(DATA UNDER STUDY begins)

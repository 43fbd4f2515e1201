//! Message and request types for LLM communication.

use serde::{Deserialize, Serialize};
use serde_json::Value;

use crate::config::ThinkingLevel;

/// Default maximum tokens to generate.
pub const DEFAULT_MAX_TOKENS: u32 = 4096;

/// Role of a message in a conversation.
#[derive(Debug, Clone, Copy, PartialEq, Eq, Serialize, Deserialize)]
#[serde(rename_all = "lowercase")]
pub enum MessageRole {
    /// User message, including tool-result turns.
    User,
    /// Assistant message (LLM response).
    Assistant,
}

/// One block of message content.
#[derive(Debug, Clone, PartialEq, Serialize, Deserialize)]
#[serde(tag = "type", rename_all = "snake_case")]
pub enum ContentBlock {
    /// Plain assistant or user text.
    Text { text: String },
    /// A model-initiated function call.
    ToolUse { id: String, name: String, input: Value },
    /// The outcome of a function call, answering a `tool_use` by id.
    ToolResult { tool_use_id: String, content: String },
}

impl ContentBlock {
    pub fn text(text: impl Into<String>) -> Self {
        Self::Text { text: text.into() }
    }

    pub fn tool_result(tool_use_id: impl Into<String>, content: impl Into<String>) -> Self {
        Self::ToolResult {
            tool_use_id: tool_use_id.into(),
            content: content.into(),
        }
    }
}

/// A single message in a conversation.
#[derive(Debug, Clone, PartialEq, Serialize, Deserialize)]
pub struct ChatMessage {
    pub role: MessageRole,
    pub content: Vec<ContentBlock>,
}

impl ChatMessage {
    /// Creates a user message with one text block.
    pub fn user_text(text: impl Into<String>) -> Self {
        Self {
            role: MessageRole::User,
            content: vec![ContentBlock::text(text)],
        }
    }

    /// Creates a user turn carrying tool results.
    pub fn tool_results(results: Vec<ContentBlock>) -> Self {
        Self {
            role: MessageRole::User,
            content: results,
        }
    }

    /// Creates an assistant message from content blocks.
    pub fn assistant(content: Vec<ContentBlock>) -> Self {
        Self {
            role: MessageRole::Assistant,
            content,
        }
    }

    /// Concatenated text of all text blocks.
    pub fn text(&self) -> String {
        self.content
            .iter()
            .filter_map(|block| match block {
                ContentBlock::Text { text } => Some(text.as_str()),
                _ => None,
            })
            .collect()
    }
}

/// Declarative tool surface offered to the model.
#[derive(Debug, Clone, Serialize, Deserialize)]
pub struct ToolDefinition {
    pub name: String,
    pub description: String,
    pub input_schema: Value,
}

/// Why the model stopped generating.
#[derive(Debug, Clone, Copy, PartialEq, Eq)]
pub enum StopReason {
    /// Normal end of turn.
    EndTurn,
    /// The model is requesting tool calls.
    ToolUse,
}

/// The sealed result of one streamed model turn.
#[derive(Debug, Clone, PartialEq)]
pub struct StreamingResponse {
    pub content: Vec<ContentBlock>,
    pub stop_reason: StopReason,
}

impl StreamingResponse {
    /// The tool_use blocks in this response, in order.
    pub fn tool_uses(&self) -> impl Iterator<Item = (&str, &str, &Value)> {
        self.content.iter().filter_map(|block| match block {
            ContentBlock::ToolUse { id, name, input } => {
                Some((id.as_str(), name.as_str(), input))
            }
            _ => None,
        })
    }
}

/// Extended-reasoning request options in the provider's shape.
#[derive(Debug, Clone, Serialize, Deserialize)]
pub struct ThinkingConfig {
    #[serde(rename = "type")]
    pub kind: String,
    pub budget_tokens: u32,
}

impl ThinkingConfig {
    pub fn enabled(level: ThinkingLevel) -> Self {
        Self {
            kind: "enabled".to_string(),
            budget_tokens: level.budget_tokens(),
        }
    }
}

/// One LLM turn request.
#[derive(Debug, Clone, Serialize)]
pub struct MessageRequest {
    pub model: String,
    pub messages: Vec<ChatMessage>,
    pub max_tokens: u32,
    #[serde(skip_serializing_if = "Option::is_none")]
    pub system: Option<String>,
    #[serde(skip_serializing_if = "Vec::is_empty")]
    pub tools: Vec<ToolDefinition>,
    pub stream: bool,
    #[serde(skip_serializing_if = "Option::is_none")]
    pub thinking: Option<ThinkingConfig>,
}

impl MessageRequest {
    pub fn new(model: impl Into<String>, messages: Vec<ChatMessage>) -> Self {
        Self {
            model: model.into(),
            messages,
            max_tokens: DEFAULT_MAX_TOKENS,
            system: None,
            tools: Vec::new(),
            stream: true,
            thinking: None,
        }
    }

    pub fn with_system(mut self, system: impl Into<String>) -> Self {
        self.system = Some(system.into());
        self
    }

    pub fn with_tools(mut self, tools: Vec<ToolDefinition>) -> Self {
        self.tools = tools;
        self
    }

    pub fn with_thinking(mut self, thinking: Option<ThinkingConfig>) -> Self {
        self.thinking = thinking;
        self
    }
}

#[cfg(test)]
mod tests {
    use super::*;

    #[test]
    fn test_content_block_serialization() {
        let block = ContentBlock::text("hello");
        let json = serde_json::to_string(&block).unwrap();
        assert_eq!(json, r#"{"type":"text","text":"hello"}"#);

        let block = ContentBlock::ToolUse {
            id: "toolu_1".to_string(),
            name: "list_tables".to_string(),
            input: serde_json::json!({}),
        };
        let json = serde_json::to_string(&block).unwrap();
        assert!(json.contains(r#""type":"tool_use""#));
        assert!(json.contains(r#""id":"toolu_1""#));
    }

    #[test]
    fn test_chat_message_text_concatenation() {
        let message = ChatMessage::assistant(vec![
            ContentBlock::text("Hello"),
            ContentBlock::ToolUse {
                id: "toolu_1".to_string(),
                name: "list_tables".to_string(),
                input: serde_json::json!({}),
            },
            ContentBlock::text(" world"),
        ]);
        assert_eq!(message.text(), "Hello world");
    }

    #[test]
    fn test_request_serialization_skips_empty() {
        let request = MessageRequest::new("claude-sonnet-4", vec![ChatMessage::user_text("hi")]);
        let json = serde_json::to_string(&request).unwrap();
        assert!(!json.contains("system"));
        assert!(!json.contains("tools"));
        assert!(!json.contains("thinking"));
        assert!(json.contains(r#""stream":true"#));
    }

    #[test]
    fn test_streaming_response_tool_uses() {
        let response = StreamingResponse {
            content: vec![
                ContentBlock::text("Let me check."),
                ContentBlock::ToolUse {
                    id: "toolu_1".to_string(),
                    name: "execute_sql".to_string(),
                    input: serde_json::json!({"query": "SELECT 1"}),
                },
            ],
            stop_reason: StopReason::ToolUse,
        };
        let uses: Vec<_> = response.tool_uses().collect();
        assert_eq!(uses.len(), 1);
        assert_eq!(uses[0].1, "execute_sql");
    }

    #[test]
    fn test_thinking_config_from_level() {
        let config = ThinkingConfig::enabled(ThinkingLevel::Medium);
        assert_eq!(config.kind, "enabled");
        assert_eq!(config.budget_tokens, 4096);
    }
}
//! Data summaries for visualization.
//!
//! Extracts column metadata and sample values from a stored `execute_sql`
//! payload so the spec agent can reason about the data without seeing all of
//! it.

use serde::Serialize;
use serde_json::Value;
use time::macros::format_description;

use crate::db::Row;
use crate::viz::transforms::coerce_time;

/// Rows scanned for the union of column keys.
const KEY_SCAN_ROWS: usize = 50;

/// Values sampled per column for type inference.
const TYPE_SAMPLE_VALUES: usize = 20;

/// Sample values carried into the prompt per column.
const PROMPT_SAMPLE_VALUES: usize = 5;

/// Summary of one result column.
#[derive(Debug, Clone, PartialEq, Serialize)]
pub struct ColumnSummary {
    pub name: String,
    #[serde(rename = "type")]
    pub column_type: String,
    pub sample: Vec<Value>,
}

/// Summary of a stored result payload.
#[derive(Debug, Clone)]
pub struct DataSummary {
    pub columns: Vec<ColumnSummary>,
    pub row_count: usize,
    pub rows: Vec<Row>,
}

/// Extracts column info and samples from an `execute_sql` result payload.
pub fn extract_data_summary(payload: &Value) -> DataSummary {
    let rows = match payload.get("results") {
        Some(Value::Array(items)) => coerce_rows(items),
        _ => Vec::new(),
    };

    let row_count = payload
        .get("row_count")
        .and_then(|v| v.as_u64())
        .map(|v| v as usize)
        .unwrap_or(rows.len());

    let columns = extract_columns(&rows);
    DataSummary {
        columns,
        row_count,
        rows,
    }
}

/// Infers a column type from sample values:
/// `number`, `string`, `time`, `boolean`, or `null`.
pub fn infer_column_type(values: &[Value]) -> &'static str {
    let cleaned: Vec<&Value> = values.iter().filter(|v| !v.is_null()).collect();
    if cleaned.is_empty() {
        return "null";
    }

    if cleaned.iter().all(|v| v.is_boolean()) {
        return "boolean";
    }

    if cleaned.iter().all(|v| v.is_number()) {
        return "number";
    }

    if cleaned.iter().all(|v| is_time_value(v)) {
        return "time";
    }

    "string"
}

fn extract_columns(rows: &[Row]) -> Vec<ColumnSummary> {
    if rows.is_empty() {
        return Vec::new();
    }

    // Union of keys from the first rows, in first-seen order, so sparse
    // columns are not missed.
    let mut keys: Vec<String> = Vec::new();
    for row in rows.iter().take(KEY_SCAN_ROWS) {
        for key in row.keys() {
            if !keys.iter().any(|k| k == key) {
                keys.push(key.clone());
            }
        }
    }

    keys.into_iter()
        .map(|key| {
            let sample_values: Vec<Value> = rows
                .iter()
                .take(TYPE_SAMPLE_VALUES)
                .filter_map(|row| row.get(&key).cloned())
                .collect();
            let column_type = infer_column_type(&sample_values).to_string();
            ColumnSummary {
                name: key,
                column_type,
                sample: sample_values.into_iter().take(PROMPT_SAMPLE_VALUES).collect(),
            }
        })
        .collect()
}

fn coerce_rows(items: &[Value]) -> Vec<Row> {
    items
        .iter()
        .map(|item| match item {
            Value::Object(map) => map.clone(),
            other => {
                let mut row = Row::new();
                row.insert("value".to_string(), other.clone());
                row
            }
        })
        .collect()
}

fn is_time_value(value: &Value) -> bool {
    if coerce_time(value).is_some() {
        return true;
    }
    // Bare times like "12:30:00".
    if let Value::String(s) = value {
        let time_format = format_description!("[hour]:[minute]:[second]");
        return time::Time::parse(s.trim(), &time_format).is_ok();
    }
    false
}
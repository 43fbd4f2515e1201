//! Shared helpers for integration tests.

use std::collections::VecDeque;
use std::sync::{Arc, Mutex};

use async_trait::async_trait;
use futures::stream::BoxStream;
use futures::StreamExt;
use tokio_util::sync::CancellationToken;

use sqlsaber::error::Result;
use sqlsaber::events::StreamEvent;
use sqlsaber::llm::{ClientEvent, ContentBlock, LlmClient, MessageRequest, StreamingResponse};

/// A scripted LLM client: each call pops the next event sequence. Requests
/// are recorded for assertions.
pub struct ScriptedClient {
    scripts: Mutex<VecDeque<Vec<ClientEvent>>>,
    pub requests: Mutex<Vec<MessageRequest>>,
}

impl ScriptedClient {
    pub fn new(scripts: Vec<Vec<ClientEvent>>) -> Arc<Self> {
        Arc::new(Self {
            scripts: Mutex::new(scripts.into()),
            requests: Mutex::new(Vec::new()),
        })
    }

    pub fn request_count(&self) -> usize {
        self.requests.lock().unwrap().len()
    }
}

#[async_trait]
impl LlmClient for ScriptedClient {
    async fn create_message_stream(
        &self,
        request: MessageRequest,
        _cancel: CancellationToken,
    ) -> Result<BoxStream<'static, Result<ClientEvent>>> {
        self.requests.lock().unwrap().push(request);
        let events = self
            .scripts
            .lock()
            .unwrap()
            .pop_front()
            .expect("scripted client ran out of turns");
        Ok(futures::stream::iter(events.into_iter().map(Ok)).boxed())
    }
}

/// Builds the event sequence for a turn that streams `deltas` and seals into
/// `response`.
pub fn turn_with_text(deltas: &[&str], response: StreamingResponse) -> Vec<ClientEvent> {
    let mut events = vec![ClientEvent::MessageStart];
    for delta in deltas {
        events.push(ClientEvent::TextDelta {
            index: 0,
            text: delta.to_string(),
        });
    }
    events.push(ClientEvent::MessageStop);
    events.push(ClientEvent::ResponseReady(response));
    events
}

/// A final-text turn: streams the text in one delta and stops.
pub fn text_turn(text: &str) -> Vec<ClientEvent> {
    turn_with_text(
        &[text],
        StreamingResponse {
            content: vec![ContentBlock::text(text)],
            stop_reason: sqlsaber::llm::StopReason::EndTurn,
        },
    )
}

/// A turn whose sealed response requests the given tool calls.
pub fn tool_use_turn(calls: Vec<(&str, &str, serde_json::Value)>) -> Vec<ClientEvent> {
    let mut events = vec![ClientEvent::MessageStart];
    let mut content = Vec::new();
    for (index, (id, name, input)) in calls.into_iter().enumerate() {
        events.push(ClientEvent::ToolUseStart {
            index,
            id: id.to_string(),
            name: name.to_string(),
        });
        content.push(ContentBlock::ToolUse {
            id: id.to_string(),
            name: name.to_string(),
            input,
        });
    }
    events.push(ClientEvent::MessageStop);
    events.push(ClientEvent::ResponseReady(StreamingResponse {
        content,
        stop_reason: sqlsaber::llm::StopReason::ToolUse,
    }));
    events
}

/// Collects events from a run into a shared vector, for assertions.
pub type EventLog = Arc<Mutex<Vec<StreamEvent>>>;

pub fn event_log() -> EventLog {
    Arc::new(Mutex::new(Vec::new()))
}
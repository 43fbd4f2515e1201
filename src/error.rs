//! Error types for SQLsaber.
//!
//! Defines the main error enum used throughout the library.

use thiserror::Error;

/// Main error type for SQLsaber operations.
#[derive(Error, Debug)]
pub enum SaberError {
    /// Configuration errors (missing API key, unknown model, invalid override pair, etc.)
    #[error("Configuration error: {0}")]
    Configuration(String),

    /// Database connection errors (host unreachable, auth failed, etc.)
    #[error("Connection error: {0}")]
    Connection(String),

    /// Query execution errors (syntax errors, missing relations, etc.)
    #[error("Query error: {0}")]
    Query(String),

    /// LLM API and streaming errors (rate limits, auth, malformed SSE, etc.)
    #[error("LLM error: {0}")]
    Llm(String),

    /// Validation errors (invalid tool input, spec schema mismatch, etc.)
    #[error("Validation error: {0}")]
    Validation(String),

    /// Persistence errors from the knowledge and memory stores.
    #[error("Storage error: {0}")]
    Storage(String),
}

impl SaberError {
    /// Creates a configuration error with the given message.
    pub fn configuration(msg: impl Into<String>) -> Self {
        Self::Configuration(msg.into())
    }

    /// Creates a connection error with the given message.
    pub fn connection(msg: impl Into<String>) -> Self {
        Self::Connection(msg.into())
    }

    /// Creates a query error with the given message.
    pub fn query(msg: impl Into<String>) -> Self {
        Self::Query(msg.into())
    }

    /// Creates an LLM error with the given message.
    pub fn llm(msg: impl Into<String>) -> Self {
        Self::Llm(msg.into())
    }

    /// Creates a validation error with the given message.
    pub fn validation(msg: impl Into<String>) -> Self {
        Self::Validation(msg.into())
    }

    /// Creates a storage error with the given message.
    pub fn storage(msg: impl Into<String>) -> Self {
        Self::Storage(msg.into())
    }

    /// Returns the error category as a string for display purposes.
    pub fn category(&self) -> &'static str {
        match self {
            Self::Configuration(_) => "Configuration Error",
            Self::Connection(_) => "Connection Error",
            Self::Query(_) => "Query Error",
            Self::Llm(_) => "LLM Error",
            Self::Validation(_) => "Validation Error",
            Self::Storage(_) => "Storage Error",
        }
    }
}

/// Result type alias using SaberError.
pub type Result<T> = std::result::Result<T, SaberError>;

(DATA UNDER STUDY ends)

--- WHAT NEEDS TO BE DONE ---
In the records above, locate the lines holding the word "conversation". Copy each of them.

--- ANSWER TO THIS EXERCISE ---
/// Role of a message in a conversation.
/// A single message in a conversation.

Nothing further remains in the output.